EXERCISE REQUIREMENTS: Give every line of the data again, exactly.

(Stored items)
_ _ _ _
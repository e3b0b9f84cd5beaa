//! The play/advance/idle state machine.
//!
//! [`PlaybackScheduler`] is the single entry point the command layer talks
//! to. It owns the guild-state map, the connection manager, the resolver and
//! the inactivity reaper, and it runs one event task that serializes every
//! completion callback and timer fire. Per guild the machine moves
//! Idle -> Connecting -> Resolving -> Playing, loops on Playing while the
//! queue has tracks, and parks at Idle (reaper armed) or Disconnected.

use dashmap::DashMap;
use parking_lot::RwLock;
use serenity::model::id::{ChannelId, GuildId, UserId};
use std::sync::atomic::{AtomicU64, Ordering};
use std::sync::Arc;
use std::time::Duration;
use tokio::sync::mpsc::{self, UnboundedReceiver, UnboundedSender};
use tokio::sync::Mutex;
use tracing::{debug, info, warn};

use crate::config::Config;
use crate::error::{PlaybackError, PlaybackResult};
use crate::playback::{
    reaper::InactivityReaper,
    state::{ConnectionPhase, GuildPlaybackState, QueueSnapshot, TrackRequest},
    PlaybackEvent,
};
use crate::sources::{ResolveMode, StreamResolver};
use crate::voice::{CompletionNotifier, ConnectionManager, PlayableSource, TrackControl};

/// Consecutive broken queue entries tolerated before the guild goes idle
/// instead of fail-and-advancing forever.
const MAX_ADVANCE_FAILURES: usize = 3;

pub struct EnqueueRequest {
    pub guild_id: GuildId,
    pub voice_channel_id: ChannelId,
    pub announce_channel_id: Option<ChannelId>,
    pub query: String,
    pub requested_by: UserId,
}

/// What `enqueue` reports back for UI feedback.
#[derive(Debug, Clone)]
pub struct Enqueued {
    pub track: TrackRequest,
    pub position: usize,
    pub started: bool,
}
//! Idle-disconnect timers.
//!
//! One cancellable timer per guild, stored next to the state it protects so
//! `Stop`/`drop_guild` can tear it down deterministically. Firing only posts
//! an event; the scheduler re-verifies the guild is still idle before
//! disconnecting, because state may have changed between arming and firing.

use dashmap::DashMap;
use serenity::model::id::GuildId;
use std::time::Duration;
use tokio::sync::mpsc::UnboundedSender;
use tokio::task::JoinHandle;
use tracing::debug;

use crate::playback::PlaybackEvent;

pub struct InactivityReaper {
    timers: DashMap<GuildId, JoinHandle<()>>,
    events: UnboundedSender<PlaybackEvent>,
    delay: Duration,
}

impl InactivityReaper {
    pub fn new(events: UnboundedSender<PlaybackEvent>, delay: Duration) -> Self {
        Self {
            timers: DashMap::new(),
            events,
            delay,
        }
    }

    /// Schedule a disconnect check, replacing any timer already armed for
    /// the guild.
    pub fn arm(&self, guild_id: GuildId) {
        let events = self.events.clone();
        let delay = self.delay;
        debug!("⏲️ Arming inactivity timer ({:?}) for guild {}", delay, guild_id);
        let timer = tokio::spawn(async move {
            tokio::time::sleep(delay).await;
            let _ = events.send(PlaybackEvent::InactivityTimeout { guild_id });
        });
        if let Some(previous) = self.timers.insert(guild_id, timer) {
            previous.abort();
        }
    }

    /// Must run before any playback (re)start for the guild, so a pending
    /// timer can never fire during a legitimate resume.
    pub fn cancel(&self, guild_id: GuildId) {
        if let Some((_, timer)) = self.timers.remove(&guild_id) {
            timer.abort();
            debug!("⏲️ Cancelled inactivity timer for guild {}", guild_id);
        }
    }

    pub fn is_armed(&self, guild_id: GuildId) -> bool {
        self.timers
            .get(&guild_id)
            .map(|t| !t.is_finished())
            .unwrap_or(false)
    }
}

#[cfg(test)]
mod tests {
    use super::*;
    use tokio::sync::mpsc;

    const DELAY: Duration = Duration::from_secs(300);

    #[tokio::test(start_paused = true)]
    async fn fires_once_after_the_delay() {
        let (tx, mut rx) = mpsc::unbounded_channel();
        let reaper = InactivityReaper::new(tx, DELAY);
        let guild = GuildId::new(1);

        reaper.arm(guild);
        assert!(reaper.is_armed(guild));

        tokio::time::sleep(DELAY + Duration::from_secs(1)).await;

        assert_eq!(
            rx.try_recv().unwrap(),
            PlaybackEvent::InactivityTimeout { guild_id: guild }
        );
        assert!(rx.try_recv().is_err(), "timer must fire exactly once");
    }

    #[tokio::test(start_paused = true)]
    async fn cancel_prevents_the_fire() {
        let (tx, mut rx) = mpsc::unbounded_channel();
        let reaper = InactivityReaper::new(tx, DELAY);
        let guild = GuildId::new(1);

        reaper.arm(guild);
        reaper.cancel(guild);
        assert!(!reaper.is_armed(guild));

        tokio::time::sleep(DELAY * 2).await;
        assert!(rx.try_recv().is_err());
    }

    #[tokio::test(start_paused = true)]
    async fn rearming_replaces_the_pending_timer() {
        let (tx, mut rx) = mpsc::unbounded_channel();
        let reaper = InactivityReaper::new(tx, DELAY);
        let guild = GuildId::new(1);

        reaper.arm(guild);
        tokio::time::sleep(DELAY / 2).await;
        reaper.arm(guild);

        // The original deadline passes; only the replacement may fire.
        tokio::time::sleep(DELAY / 2 + Duration::from_secs(1)).await;
        assert!(rx.try_recv().is_err());

        tokio::time::sleep(DELAY).await;
        assert_eq!(
            rx.try_recv().unwrap(),
            PlaybackEvent::InactivityTimeout { guild_id: guild }
        );
        assert!(rx.try_recv().is_err());
    }

    #[tokio::test(start_paused = true)]
    async fn timers_are_independent_per_guild() {
        let (tx, mut rx) = mpsc::unbounded_channel();
        let reaper = InactivityReaper::new(tx, DELAY);

        reaper.arm(GuildId::new(1));
        reaper.arm(GuildId::new(2));
        reaper.cancel(GuildId::new(1));

        tokio::time::sleep(DELAY + Duration::from_secs(1)).await;
        assert_eq!(
            rx.try_recv().unwrap(),
            PlaybackEvent::InactivityTimeout {
                guild_id: GuildId::new(2)
            }
        );
        assert!(rx.try_recv().is_err());
    }
}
_ _ _ _
SOLUTION BELOW:
repository e3b0b9f84cd5beaa
//! The play/advance/idle state machine.
//!
//! [`PlaybackScheduler`] is the single entry point the command layer talks
//! to. It owns the guild-state map, the connection manager, the resolver and
//! the inactivity reaper, and it runs one event task that serializes every
//! completion callback and timer fire. Per guild the machine moves
//! Idle -> Connecting -> Resolving -> Playing, loops on Playing while the
//! queue has tracks, and parks at Idle (reaper armed) or Disconnected.

use dashmap::DashMap;
use parking_lot::RwLock;
use serenity::model::id::{ChannelId, GuildId, UserId};
use std::sync::atomic::{AtomicU64, Ordering};
use std::sync::Arc;
use std::time::Duration;
use tokio::sync::mpsc::{self, UnboundedReceiver, UnboundedSender};
use tokio::sync::Mutex;
use tracing::{debug, info, warn};

use crate::config::Config;
use crate::error::{PlaybackError, PlaybackResult};
use crate::playback::{
    reaper::InactivityReaper,
    state::{ConnectionPhase, GuildPlaybackState, QueueSnapshot, TrackRequest},
    PlaybackEvent,
};
use crate::sources::{ResolveMode, StreamResolver};
use crate::voice::{CompletionNotifier, ConnectionManager, PlayableSource, TrackControl};

/// Consecutive broken queue entries tolerated before the guild goes idle
/// instead of fail-and-advancing forever.
const MAX_ADVANCE_FAILURES: usize = 3;

pub struct EnqueueRequest {
    pub guild_id: GuildId,
    pub voice_channel_id: ChannelId,
    pub announce_channel_id: Option<ChannelId>,
    pub query: String,
    pub requested_by: UserId,
}

/// What `enqueue` reports back for UI feedback.
#[derive(Debug, Clone)]
pub struct Enqueued {
    pub track: TrackRequest,
    pub position: usize,
    pub started: bool,
}
//! Idle-disconnect timers.
//!
//! One cancellable timer per guild, stored next to the state it protects so
//! `Stop`/`drop_guild` can tear it down deterministically. Firing only posts
//! an event; the scheduler re-verifies the guild is still idle before
//! disconnecting, because state may have changed between arming and firing.

use dashmap::DashMap;
use serenity::model::id::GuildId;
use std::time::Duration;
use tokio::sync::mpsc::UnboundedSender;
use tokio::task::JoinHandle;
use tracing::debug;

use crate::playback::PlaybackEvent;

pub struct InactivityReaper {
    timers: DashMap<GuildId, JoinHandle<()>>,
    events: UnboundedSender<PlaybackEvent>,
    delay: Duration,
}

impl InactivityReaper {
    pub fn new(events: UnboundedSender<PlaybackEvent>, delay: Duration) -> Self {
        Self {
            timers: DashMap::new(),
            events,
            delay,
        }
    }

    /// Schedule a disconnect check, replacing any timer already armed for
    /// the guild.
    pub fn arm(&self, guild_id: GuildId) {
        let events = self.events.clone();
        let delay = self.delay;
        debug!("⏲️ Arming inactivity timer ({:?}) for guild {}", delay, guild_id);
        let timer = tokio::spawn(async move {
            tokio::time::sleep(delay).await;
            let _ = events.send(PlaybackEvent::InactivityTimeout { guild_id });
        });
        if let Some(previous) = self.timers.insert(guild_id, timer) {
            previous.abort();
        }
    }

    /// Must run before any playback (re)start for the guild, so a pending
    /// timer can never fire during a legitimate resume.
    pub fn cancel(&self, guild_id: GuildId) {
        if let Some((_, timer)) = self.timers.remove(&guild_id) {
            timer.abort();
            debug!("⏲️ Cancelled inactivity timer for guild {}", guild_id);
        }
    }

    pub fn is_armed(&self, guild_id: GuildId) -> bool {
        self.timers
            .get(&guild_id)
            .map(|t| !t.is_finished())
            .unwrap_or(false)
    }
}

#[cfg(test)]
mod tests {
    use super::*;
    use tokio::sync::mpsc;

    const DELAY: Duration = Duration::from_secs(300);

    #[tokio::test(start_paused = true)]
    async fn fires_once_after_the_delay() {
        let (tx, mut rx) = mpsc::unbounded_channel();
        let reaper = InactivityReaper::new(tx, DELAY);
        let guild = GuildId::new(1);

        reaper.arm(guild);
        assert!(reaper.is_armed(guild));

        tokio::time::sleep(DELAY + Duration::from_secs(1)).await;

        assert_eq!(
            rx.try_recv().unwrap(),
            PlaybackEvent::InactivityTimeout { guild_id: guild }
        );
        assert!(rx.try_recv().is_err(), "timer must fire exactly once");
    }

    #[tokio::test(start_paused = true)]
    async fn cancel_prevents_the_fire() {
        let (tx, mut rx) = mpsc::unbounded_channel();
        let reaper = InactivityReaper::new(tx, DELAY);
        let guild = GuildId::new(1);

        reaper.arm(guild);
        reaper.cancel(guild);
        assert!(!reaper.is_armed(guild));

        tokio::time::sleep(DELAY * 2).await;
        assert!(rx.try_recv().is_err());
    }

    #[tokio::test(start_paused = true)]
    async fn rearming_replaces_the_pending_timer() {
        let (tx, mut rx) = mpsc::unbounded_channel();
        let reaper = InactivityReaper::new(tx, DELAY);
        let guild = GuildId::new(1);

        reaper.arm(guild);
        tokio::time::sleep(DELAY / 2).await;
        reaper.arm(guild);

        // The original deadline passes; only the replacement may fire.
        tokio::time::sleep(DELAY / 2 + Duration::from_secs(1)).await;
        assert!(rx.try_recv().is_err());

        tokio::time::sleep(DELAY).await;
        assert_eq!(
            rx.try_recv().unwrap(),
            PlaybackEvent::InactivityTimeout { guild_id: guild }
        );
        assert!(rx.try_recv().is_err());
    }

    #[tokio::test(start_paused = true)]
    async fn timers_are_independent_per_guild() {
        let (tx, mut rx) = mpsc::unbounded_channel();
        let reaper = InactivityReaper::new(tx, DELAY);

        reaper.arm(GuildId::new(1));
        reaper.arm(GuildId::new(2));
        reaper.cancel(GuildId::new(1));

        tokio::time::sleep(DELAY + Duration::from_secs(1)).await;
        assert_eq!(
            rx.try_recv().unwrap(),
            PlaybackEvent::InactivityTimeout {
                guild_id: GuildId::new(2)
            }
        );
        assert!(rx.try_recv().is_err());
    }
}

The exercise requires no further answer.